Sporadic would be the best word to sum up the weather and fishing in the Northern Bay over the next month. Rain, blistering winds and rough seas one day then perfect, calm, cool days the next mark what is a tempestuous month. This is the time of the year when the weather patterns are sorting themselves out as the climate cools down heading towards winter. This can be the best time for fishing in our beautiful part of the coast as both winter and summer species can both be caught in the same fishing grounds.
For Bay snapper fishers this can be the most productive time of the year. Strong summer tides will keep the water around the shallows murky whilst the water temperature begins to drop dramatically. Big knobbies will become more ravenous as they feed up in the shallows prior to the annual spawning run commencing. The water clarity will remain dirty and snapper will feed right through the day with less of a chance of being spooked in shallow water.
I have heard news of a few nice fish being taken on ultra light tackle just after sunrise recently. Some of which have tipped the scales at upwards of 8kg. With the amount of bait holding around the shallows recently expect to see some prize catches of snapper over the coming months. Soft plastics will defiantly take their fair share of exceptional fish again this season. Remember to lighten the weight of the jighead as winter progresses and the water clarity improves. Soft plastics slowly wafting towards the bottom like a dying baitfish will attract a lot more attention from wary snapper as opposed to a clunking heavy jighead and plastic combination.
Great catches of tailor are still being taken from the Northern Bay area and should only get better in the next few months. The better fish have been haunting shallow water drop-offs and moving up into the flats to hunt as the tide rises. Often concentrating on working one area where bait fish are present will produce tailor as the fish pass through with the tide. Recent captures have come from the shallows on the northern side of Mud Island, the sand flats between the reef outcrops at Scott’s Point and around the mouth of the Pine River. Keeping your eyes peeled for any surface activity will lead you to some fun light line action. Surface poppers have always been deadly for tailor but with the large variety of surface lures now on the market choosing one can be made hard. Small walk-the-dog type lures can be used as a popper, slider and also to walk in a zigzag fashion, therefore providing three surface lures in one.
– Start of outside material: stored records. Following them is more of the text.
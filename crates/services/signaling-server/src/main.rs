//! Signaling server binary entry point
//!
//! Runs the room-scoped signaling relay that two peers use to exchange
//! offers, answers and ICE candidates before their direct connection exists.
//!
//! # Usage
//!
//! ```bash
//! # Start the relay (default: 0.0.0.0:3001, two peers per room)
//! cargo run -p duetlink-signaling-server -- serve
//!
//! # Allow any number of peers per room, log as JSON
//! RELAY_MAX_ROOM_SIZE=0 cargo run -p duetlink-signaling-server -- --log-format json serve
//!
//! # Check that a relay is reachable
//! cargo run -p duetlink-signaling-server -- probe --url ws://localhost:3001
//! ```

use anyhow::Context;
use clap::{Parser, Subcommand, ValueEnum};
use duetlink_webrtc::config::DEFAULT_RELAY_PORT;
use duetlink_webrtc::{Error, RelayConfig, RelayServer, SignalingClient, SignalingClientConfig};
use tracing::info;
use tracing_subscriber::{layer::SubscriberExt, util::SubscriberInitExt, EnvFilter};

/// DuetLink Signaling Server
///
/// Relays negotiation envelopes between the members of a room.
#[derive(Parser, Debug)]
#[command(author, version, about, long_about = None)]
struct Cli {
    /// Log output format
    #[arg(long, global = true, value_enum, default_value = "text", env = "LOG_FORMAT")]
    log_format: LogFormat,

    #[command(subcommand)]
    command: Option<Command>,
}

#[derive(Subcommand, Debug)]
enum Command {
    /// Run the relay until Ctrl+C (default)
    Serve(ServeArgs),
    /// Connect to a relay once and report whether it is reachable
    Probe(ProbeArgs),
}

#[derive(clap::Args, Debug, Default)]
struct ServeArgs {
    /// Listening host [default: 0.0.0.0]
    #[arg(long, env = "HOST")]
    host: Option<String>,

    /// Listening port; falls back to SIGNALING_PORT, then 3001
    #[arg(long, env = "PORT")]
    port: Option<u16>,

    /// Maximum peers per room, 0 for unbounded [default: 2]
    #[arg(long, env = "RELAY_MAX_ROOM_SIZE")]
    max_room_size: Option<usize>,
}

#[derive(clap::Args, Debug)]
struct ProbeArgs {
    /// Relay URL to probe
    #[arg(long, env = "SIGNALING_URL", default_value = "ws://localhost:3001")]
    url: String,

    /// Connection timeout in milliseconds
    #[arg(long, default_value_t = 10_000)]
    timeout_ms: u64,
}

#[derive(Debug, Clone, Copy, PartialEq, Eq, ValueEnum)]
enum LogFormat {
    Text,
    Json,
}

fn main() -> anyhow::Result<()> {
    let cli = Cli::parse();

    let runtime = tokio::runtime::Builder::new_multi_thread()
        .thread_name("signaling-worker")
        .enable_all()
        .build()?;

    runtime.block_on(async_main(cli))
}

async fn async_main(cli: Cli) -> anyhow::Result<()> {
    init_tracing(cli.log_format);

    match cli.command.unwrap_or(Command::Serve(ServeArgs::default())) {
        Command::Serve(args) => {
            let signaling_port = std::env::var("SIGNALING_PORT").ok();
            let config = relay_config(&args, signaling_port.as_deref())?;
            serve(config).await
        }
        Command::Probe(args) => {
            if !probe(&args).await {
                std::process::exit(1);
            }
            Ok(())
        }
    }
}

/// Build the relay configuration from CLI/env values
fn relay_config(args: &ServeArgs, signaling_port: Option<&str>) -> anyhow::Result<RelayConfig> {
    let port = match (args.port, signaling_port) {
        (Some(port), _) => port,
        (None, Some(raw)) => raw
            .trim()
            .parse()
            .with_context(|| format!("SIGNALING_PORT is not a valid port: {:?}", raw))?,
        (None, None) => DEFAULT_RELAY_PORT,
    };

    let mut config = RelayConfig::default().with_port(port);
    if let Some(host) = &args.host {
        config = config.with_host(host);
    }
    if let Some(max) = args.max_room_size {
        config = config.with_max_room_size((max > 0).then_some(max));
    }
    config.validate()?;
    Ok(config)
}

async fn serve(config: RelayConfig) -> anyhow::Result<()> {
    info!(
        version = env!("CARGO_PKG_VERSION"),
        max_room_size = ?config.max_room_size,
        "DuetLink signaling server starting"
    );

    let handle = RelayServer::new(config)?
        .start()
        .await
        .context("failed to start the signaling relay")?;
    info!("Signaling server running on {}", handle.url());

    tokio::signal::ctrl_c()
        .await
        .context("failed to listen for Ctrl+C")?;
    info!("Shutdown signal received, stopping relay...");

    handle.shutdown().await;
    info!("Signaling server shut down gracefully");
    Ok(())
}

/// Single connection attempt; prints the outcome
async fn probe(args: &ProbeArgs) -> bool {
    let config = SignalingClientConfig::new(&args.url)
        .with_max_connect_attempts(1)
        .with_connect_timeout_ms(args.timeout_ms);

    match SignalingClient::connect(config).await {
        Ok(client) => {
            println!("Connected to {} (peer id {})", args.url, client.peer_id());
            client.handle().close();
            true
        }
        Err(Error::SignalingError(diagnostic)) => {
            eprintln!("{}", diagnostic);
            false
        }
        Err(e) => {
            eprintln!("Failed to connect to signaling server.\n\nError: {}", e);
            false
        }
    }
}

fn init_tracing(format: LogFormat) {
    // RUST_LOG wins; default to info
    let env_filter = EnvFilter::try_from_default_env().unwrap_or_else(|_| EnvFilter::new("info"));

    let registry = tracing_subscriber::registry().with(env_filter);
    match format {
        LogFormat::Text => registry.with(tracing_subscriber::fmt::layer()).init(),
        LogFormat::Json => registry.with(tracing_subscriber::fmt::layer().json()).init(),
    }
}

#[cfg(test)]
mod tests {
    use super::*;

    #[test]
    fn test_defaults() {
        let config = relay_config(&ServeArgs::default(), None).unwrap();
        assert_eq!(config.host, "0.0.0.0");
        assert_eq!(config.port, DEFAULT_RELAY_PORT);
        assert_eq!(config.max_room_size, Some(2));
    }

    #[test]
    fn test_port_precedence() {
        let explicit = ServeArgs {
            port: Some(4000),
            ..Default::default()
        };
        assert_eq!(relay_config(&explicit, Some("5000")).unwrap().port, 4000);
        assert_eq!(relay_config(&ServeArgs::default(), Some("5000")).unwrap().port, 5000);
        assert!(relay_config(&ServeArgs::default(), Some("not-a-port")).is_err());
    }

    #[test]
    fn test_zero_room_size_is_unbounded() {
        let args = ServeArgs {
            max_room_size: Some(0),
            ..Default::default()
        };
        assert_eq!(relay_config(&args, None).unwrap().max_room_size, None);

        let args = ServeArgs {
            max_room_size: Some(3),
            host: Some("127.0.0.1".to_string()),
            ..Default::default()
        };
        let config = relay_config(&args, None).unwrap();
        assert_eq!(config.max_room_size, Some(3));
        assert_eq!(config.bind_address(), "127.0.0.1:3001");
    }

    #[test]
    fn test_cli_parses_subcommands() {
        let cli = Cli::try_parse_from(["signaling-server", "--log-format", "json", "probe", "--url", "ws://h:1"])
            .unwrap();
        assert_eq!(cli.log_format, LogFormat::Json);
        assert!(matches!(cli.command, Some(Command::Probe(ProbeArgs { ref url, .. })) if url == "ws://h:1"));

        let cli = Cli::try_parse_from(["signaling-server"]).unwrap();
        assert!(cli.command.is_none());
    }
}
The pelagic activity has finally begun, if a bit late. Longtail tuna and school mackerel are being found in great numbers on the ocean side of Bribie Island and in the Pearl Channel. These areas would have to be one of the best places to begin looking for longtail. Land-based anglers can get in on the action at Bribie when the bait schools are pushed into the gutters right behind the surf zone. The fish have mostly been flighty but on occasion have stayed up on the surface long enough to get a cast away.
The schools of tuna are being followed by some reasonable schools of sharks. Bigger bull sharks than what we have seen in the Bay over the last few seasons are around this year, so use a lot of care when fishing, especially when in murky water. One recent photo I have seen of a bull caught in the Brisbane River stretched the tape out to 8.5ft – a real man-eater given the right conditions. Our marine environment is dependent on these majestic creatures so return them to the water unharmed, they are another sign of how healthy our bay is.
There has been a late show of small marlin on the wide grounds but the small windows of good weather is reducing fishing time substantially. Hoping for a big season next summer is now a more likely prospect for the trolling brigade.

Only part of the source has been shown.